Saved entries:
※

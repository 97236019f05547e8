//! Markup fetching: one request/response exchange per call.
//!
//! - [`MarkupFetcher`] - Async trait every higher component talks through
//! - [`HttpFetcher`] - `reqwest` implementation used by the binary
//! - [`FetchResponse`] - Status code plus raw body text
//!
//! Non-2xx statuses are *not* errors at the trait level: the job tracker uses
//! the status code as its only job-state signal. Content fetches go through
//! [`fetch_markup`], which treats a non-2xx answer as fatal.

mod error;
mod http_client;

pub use error::FetchError;
pub use http_client::{
    ACCEPT_MARKUP, CONNECT_TIMEOUT_SECS, HttpTimeouts, READ_TIMEOUT_SECS, build_http_client,
};

use async_trait::async_trait;
use reqwest::Client;
use reqwest::header::CONTENT_TYPE;
use tracing::{debug, instrument};

/// Raw result of one exchange.
#[derive(Debug, Clone, PartialEq, Eq)]
pub struct FetchResponse {
    /// HTTP status code.
    pub status: u16,
    /// Response body as text.
    pub body: String,
}

impl FetchResponse {
    /// Creates a response from a status and body.
    #[must_use]
    pub fn new(status: u16, body: impl Into<String>) -> Self {
        Self {
            status,
            body: body.into(),
        }
    }

    /// Returns true for 2xx statuses.
    #[must_use]
    pub fn is_success(&self) -> bool {
        (200..300).contains(&self.status)
    }
}

/// Performs single request/response exchanges.
///
/// # Object Safety
///
/// Uses `async_trait` so callers can share one `Arc<dyn MarkupFetcher>`
/// and tests can substitute a scripted transport.
#[async_trait]
pub trait MarkupFetcher: Send + Sync {
    /// Issues a GET and returns status and body.
    async fn get(&self, url: &str) -> Result<FetchResponse, FetchError>;

    /// Issues a form-encoded POST and returns status and body.
    async fn post_form(
        &self,
        url: &str,
        fields: &[(&str, &str)],
    ) -> Result<FetchResponse, FetchError>;
}

/// Fetches a document whose content is required, treating any non-2xx
/// status as fatal.
///
/// # Errors
///
/// Returns [`FetchError`] on transport failure or a non-success status.
pub async fn fetch_markup(fetcher: &dyn MarkupFetcher, url: &str) -> Result<String, FetchError> {
    let response = fetcher.get(url).await?;
    if !response.is_success() {
        return Err(FetchError::http_status(url, response.status));
    }
    Ok(response.body)
}

/// `reqwest`-backed fetcher.
#[derive(Debug, Clone)]
pub struct HttpFetcher {
    client: Client,
}

impl HttpFetcher {
    /// Creates a fetcher with the given timeouts.
    ///
    /// # Errors
    ///
    /// Returns [`FetchError::ClientBuild`] when the client cannot be built.
    pub fn new(timeouts: HttpTimeouts) -> Result<Self, FetchError> {
        Ok(Self {
            client: build_http_client(timeouts)?,
        })
    }

    async fn read(url: &str, response: reqwest::Response) -> Result<FetchResponse, FetchError> {
        let status = response.status().as_u16();
        let body = response
            .text()
            .await
            .map_err(|e| FetchError::body(url, e))?;
        debug!(url, status, bytes = body.len(), "Received response");
        Ok(FetchResponse { status, body })
    }
}

#[async_trait]
impl MarkupFetcher for HttpFetcher {
    #[instrument(level = "debug", skip(self))]
    async fn get(&self, url: &str) -> Result<FetchResponse, FetchError> {
        let response = self
            .client
            .get(url)
            .send()
            .await
            .map_err(|e| FetchError::from_request(url, e))?;
        Self::read(url, response).await
    }

    #[instrument(level = "debug", skip(self, fields))]
    async fn post_form(
        &self,
        url: &str,
        fields: &[(&str, &str)],
    ) -> Result<FetchResponse, FetchError> {
        let body = url::form_urlencoded::Serializer::new(String::new())
            .extend_pairs(fields.iter().copied())
            .finish();
        let response = self
            .client
            .post(url)
            .header(CONTENT_TYPE, "application/x-www-form-urlencoded")
            .body(body)
            .send()
            .await
            .map_err(|e| FetchError::from_request(url, e))?;
        Self::read(url, response).await
    }
}
//! Core [`ScheduleLog`] struct: filesystem-backed append/read of schedule events.

use std::fs::{self, OpenOptions};
use std::io::Write;
use std::path::{Path, PathBuf};
use std::sync::Mutex;

use tracing::{info, warn};

use crate::error::Result;
use crate::event::ScheduleEvent;

/// Append-only schedule event log backed by a single file.
///
/// Appends are serialized through one lock so concurrent writers can never
/// interleave partial lines; reads take no lock and parse a consistent
/// snapshot because appends are flushed whole-line.
pub struct ScheduleLog {
    path: PathBuf,
    write_lock: Mutex<()>,
}

impl ScheduleLog {
    /// Create a log handle for the given file.
    ///
    /// Creates the parent directory (and parents) if it does not exist.
    /// The file itself is created lazily on first append.
    pub fn new(path: PathBuf) -> Self {
        if let Some(dir) = path.parent() {
            if !dir.as_os_str().is_empty() && !dir.exists() {
                if let Err(e) = fs::create_dir_all(dir) {
                    warn!(path = %dir.display(), error = %e, "failed to create schedule log directory");
                }
            }
        }
        Self {
            path,
            write_lock: Mutex::new(()),
        }
    }

    pub fn path(&self) -> &Path {
        &self.path
    }

    /// Append one event, flushed and synced before returning success.
    pub fn append(&self, event: &ScheduleEvent) -> Result<()> {
        self.append_batch(std::slice::from_ref(event))
    }

    /// Append a batch of events as a single locked write.
    ///
    /// Lines are newline-prefixed to tolerate files without a trailing
    /// newline, so a batch lands either whole or (on crash) as a prefix of
    /// whole lines, never as a partial line followed by another writer's
    /// output.
    pub fn append_batch(&self, events: &[ScheduleEvent]) -> Result<()> {
        if events.is_empty() {
            return Ok(());
        }
        let mut buf = String::new();
        for event in events {
            buf.push('\n');
            buf.push_str(&event.to_line());
        }

        let _guard = self.write_lock.lock().expect("schedule log lock poisoned");
        let mut file = OpenOptions::new()
            .create(true)
            .append(true)
            .open(&self.path)?;
        file.write_all(buf.as_bytes())?;
        file.flush()?;
        file.sync_all()?;
        Ok(())
    }

    /// Parse every non-comment, non-blank line of the log.
    ///
    /// Any malformed line is fatal for the whole read: the caller must
    /// treat the log as corrupted rather than work from a partial list.
    pub fn read_all(&self) -> Result<Vec<ScheduleEvent>> {
        let contents = fs::read_to_string(&self.path)?;
        let mut events = Vec::new();
        for (idx, line) in contents.lines().enumerate() {
            let line = line.trim();
            if line.is_empty() || line.starts_with('#') {
                continue;
            }
            events.push(ScheduleEvent::parse_line(line, idx + 1)?);
        }
        Ok(events)
    }

    /// Write a commented header plus an initial `SCHEDULED` entry, but only
    /// when the log file does not exist yet. Returns whether seeding
    /// happened. Used when provisioning a new device.
    pub fn seed_if_missing(&self, initial: &ScheduleEvent) -> Result<bool> {
        let _guard = self.write_lock.lock().expect("schedule log lock poisoned");
        if self.path.exists() {
            return Ok(false);
        }
        let mut file = OpenOptions::new()
            .create_new(true)
            .write(true)
            .open(&self.path)?;
        let header = "# schedule log: one event per line\n\
                      # <uuid> <KIND> <ISO-8601-instant> <repeatMinutes> <deviceId>...";
        write!(file, "{}\n{}", header, initial.to_line())?;
        file.flush()?;
        file.sync_all()?;
        info!(path = %self.path.display(), "seeded new schedule log");
        Ok(true)
    }
}
//! Pure recurrence computation over schedule log events.
//!
//! [`compute_state`] derives the current occurrence window, the next due
//! time, and the missed-occurrence count from the raw event list. It holds
//! no state of its own: the reconciler calls it afresh on every poll, so
//! clock changes between polls can never corrupt the counts.

mod calculator;
mod computation;


pub use self::calculator::compute_state;
pub use self::computation::{HistoryRow, RowKind, ScheduleComputation};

※

What is expected: The output should restate the data exactly, with no line missing.

Answer below:
repository 97236019f05547e8
//! Markup fetching: one request/response exchange per call.
//!
//! - [`MarkupFetcher`] - Async trait every higher component talks through
//! - [`HttpFetcher`] - `reqwest` implementation used by the binary
//! - [`FetchResponse`] - Status code plus raw body text
//!
//! Non-2xx statuses are *not* errors at the trait level: the job tracker uses
//! the status code as its only job-state signal. Content fetches go through
//! [`fetch_markup`], which treats a non-2xx answer as fatal.

mod error;
mod http_client;

pub use error::FetchError;
pub use http_client::{
    ACCEPT_MARKUP, CONNECT_TIMEOUT_SECS, HttpTimeouts, READ_TIMEOUT_SECS, build_http_client,
};

use async_trait::async_trait;
use reqwest::Client;
use reqwest::header::CONTENT_TYPE;
use tracing::{debug, instrument};

/// Raw result of one exchange.
#[derive(Debug, Clone, PartialEq, Eq)]
pub struct FetchResponse {
    /// HTTP status code.
    pub status: u16,
    /// Response body as text.
    pub body: String,
}

impl FetchResponse {
    /// Creates a response from a status and body.
    #[must_use]
    pub fn new(status: u16, body: impl Into<String>) -> Self {
        Self {
            status,
            body: body.into(),
        }
    }

    /// Returns true for 2xx statuses.
    #[must_use]
    pub fn is_success(&self) -> bool {
        (200..300).contains(&self.status)
    }
}

/// Performs single request/response exchanges.
///
/// # Object Safety
///
/// Uses `async_trait` so callers can share one `Arc<dyn MarkupFetcher>`
/// and tests can substitute a scripted transport.
#[async_trait]
pub trait MarkupFetcher: Send + Sync {
    /// Issues a GET and returns status and body.
    async fn get(&self, url: &str) -> Result<FetchResponse, FetchError>;

    /// Issues a form-encoded POST and returns status and body.
    async fn post_form(
        &self,
        url: &str,
        fields: &[(&str, &str)],
    ) -> Result<FetchResponse, FetchError>;
}

/// Fetches a document whose content is required, treating any non-2xx
/// status as fatal.
///
/// # Errors
///
/// Returns [`FetchError`] on transport failure or a non-success status.
pub async fn fetch_markup(fetcher: &dyn MarkupFetcher, url: &str) -> Result<String, FetchError> {
    let response = fetcher.get(url).await?;
    if !response.is_success() {
        return Err(FetchError::http_status(url, response.status));
    }
    Ok(response.body)
}

/// `reqwest`-backed fetcher.
#[derive(Debug, Clone)]
pub struct HttpFetcher {
    client: Client,
}

impl HttpFetcher {
    /// Creates a fetcher with the given timeouts.
    ///
    /// # Errors
    ///
    /// Returns [`FetchError::ClientBuild`] when the client cannot be built.
    pub fn new(timeouts: HttpTimeouts) -> Result<Self, FetchError> {
        Ok(Self {
            client: build_http_client(timeouts)?,
        })
    }

    async fn read(url: &str, response: reqwest::Response) -> Result<FetchResponse, FetchError> {
        let status = response.status().as_u16();
        let body = response
            .text()
            .await
            .map_err(|e| FetchError::body(url, e))?;
        debug!(url, status, bytes = body.len(), "Received response");
        Ok(FetchResponse { status, body })
    }
}

#[async_trait]
impl MarkupFetcher for HttpFetcher {
    #[instrument(level = "debug", skip(self))]
    async fn get(&self, url: &str) -> Result<FetchResponse, FetchError> {
        let response = self
            .client
            .get(url)
            .send()
            .await
            .map_err(|e| FetchError::from_request(url, e))?;
        Self::read(url, response).await
    }

    #[instrument(level = "debug", skip(self, fields))]
    async fn post_form(
        &self,
        url: &str,
        fields: &[(&str, &str)],
    ) -> Result<FetchResponse, FetchError> {
        let body = url::form_urlencoded::Serializer::new(String::new())
            .extend_pairs(fields.iter().copied())
            .finish();
        let response = self
            .client
            .post(url)
            .header(CONTENT_TYPE, "application/x-www-form-urlencoded")
            .body(body)
            .send()
            .await
            .map_err(|e| FetchError::from_request(url, e))?;
        Self::read(url, response).await
    }
}
//! Core [`ScheduleLog`] struct: filesystem-backed append/read of schedule events.

use std::fs::{self, OpenOptions};
use std::io::Write;
use std::path::{Path, PathBuf};
use std::sync::Mutex;

use tracing::{info, warn};

use crate::error::Result;
use crate::event::ScheduleEvent;

/// Append-only schedule event log backed by a single file.
///
/// Appends are serialized through one lock so concurrent writers can never
/// interleave partial lines; reads take no lock and parse a consistent
/// snapshot because appends are flushed whole-line.
pub struct ScheduleLog {
    path: PathBuf,
    write_lock: Mutex<()>,
}

impl ScheduleLog {
    /// Create a log handle for the given file.
    ///
    /// Creates the parent directory (and parents) if it does not exist.
    /// The file itself is created lazily on first append.
    pub fn new(path: PathBuf) -> Self {
        if let Some(dir) = path.parent() {
            if !dir.as_os_str().is_empty() && !dir.exists() {
                if let Err(e) = fs::create_dir_all(dir) {
                    warn!(path = %dir.display(), error = %e, "failed to create schedule log directory");
                }
            }
        }
        Self {
            path,
            write_lock: Mutex::new(()),
        }
    }

    pub fn path(&self) -> &Path {
        &self.path
    }

    /// Append one event, flushed and synced before returning success.
    pub fn append(&self, event: &ScheduleEvent) -> Result<()> {
        self.append_batch(std::slice::from_ref(event))
    }

    /// Append a batch of events as a single locked write.
    ///
    /// Lines are newline-prefixed to tolerate files without a trailing
    /// newline, so a batch lands either whole or (on crash) as a prefix of
    /// whole lines, never as a partial line followed by another writer's
    /// output.
    pub fn append_batch(&self, events: &[ScheduleEvent]) -> Result<()> {
        if events.is_empty() {
            return Ok(());
        }
        let mut buf = String::new();
        for event in events {
            buf.push('\n');
            buf.push_str(&event.to_line());
        }

        let _guard = self.write_lock.lock().expect("schedule log lock poisoned");
        let mut file = OpenOptions::new()
            .create(true)
            .append(true)
            .open(&self.path)?;
        file.write_all(buf.as_bytes())?;
        file.flush()?;
        file.sync_all()?;
        Ok(())
    }

    /// Parse every non-comment, non-blank line of the log.
    ///
    /// Any malformed line is fatal for the whole read: the caller must
    /// treat the log as corrupted rather than work from a partial list.
    pub fn read_all(&self) -> Result<Vec<ScheduleEvent>> {
        let contents = fs::read_to_string(&self.path)?;
        let mut events = Vec::new();
        for (idx, line) in contents.lines().enumerate() {
            let line = line.trim();
            if line.is_empty() || line.starts_with('#') {
                continue;
            }
            events.push(ScheduleEvent::parse_line(line, idx + 1)?);
        }
        Ok(events)
    }

    /// Write a commented header plus an initial `SCHEDULED` entry, but only
    /// when the log file does not exist yet. Returns whether seeding
    /// happened. Used when provisioning a new device.
    pub fn seed_if_missing(&self, initial: &ScheduleEvent) -> Result<bool> {
        let _guard = self.write_lock.lock().expect("schedule log lock poisoned");
        if self.path.exists() {
            return Ok(false);
        }
        let mut file = OpenOptions::new()
            .create_new(true)
            .write(true)
            .open(&self.path)?;
        let header = "# schedule log: one event per line\n\
                      # <uuid> <KIND> <ISO-8601-instant> <repeatMinutes> <deviceId>...";
        write!(file, "{}\n{}", header, initial.to_line())?;
        file.flush()?;
        file.sync_all()?;
        info!(path = %self.path.display(), "seeded new schedule log");
        Ok(true)
    }
}
//! Pure recurrence computation over schedule log events.
//!
//! [`compute_state`] derives the current occurrence window, the next due
//! time, and the missed-occurrence count from the raw event list. It holds
//! no state of its own: the reconciler calls it afresh on every poll, so
//! clock changes between polls can never corrupt the counts.

mod calculator;
mod computation;


pub use self::calculator::compute_state;
pub use self::computation::{HistoryRow, RowKind, ScheduleComputation};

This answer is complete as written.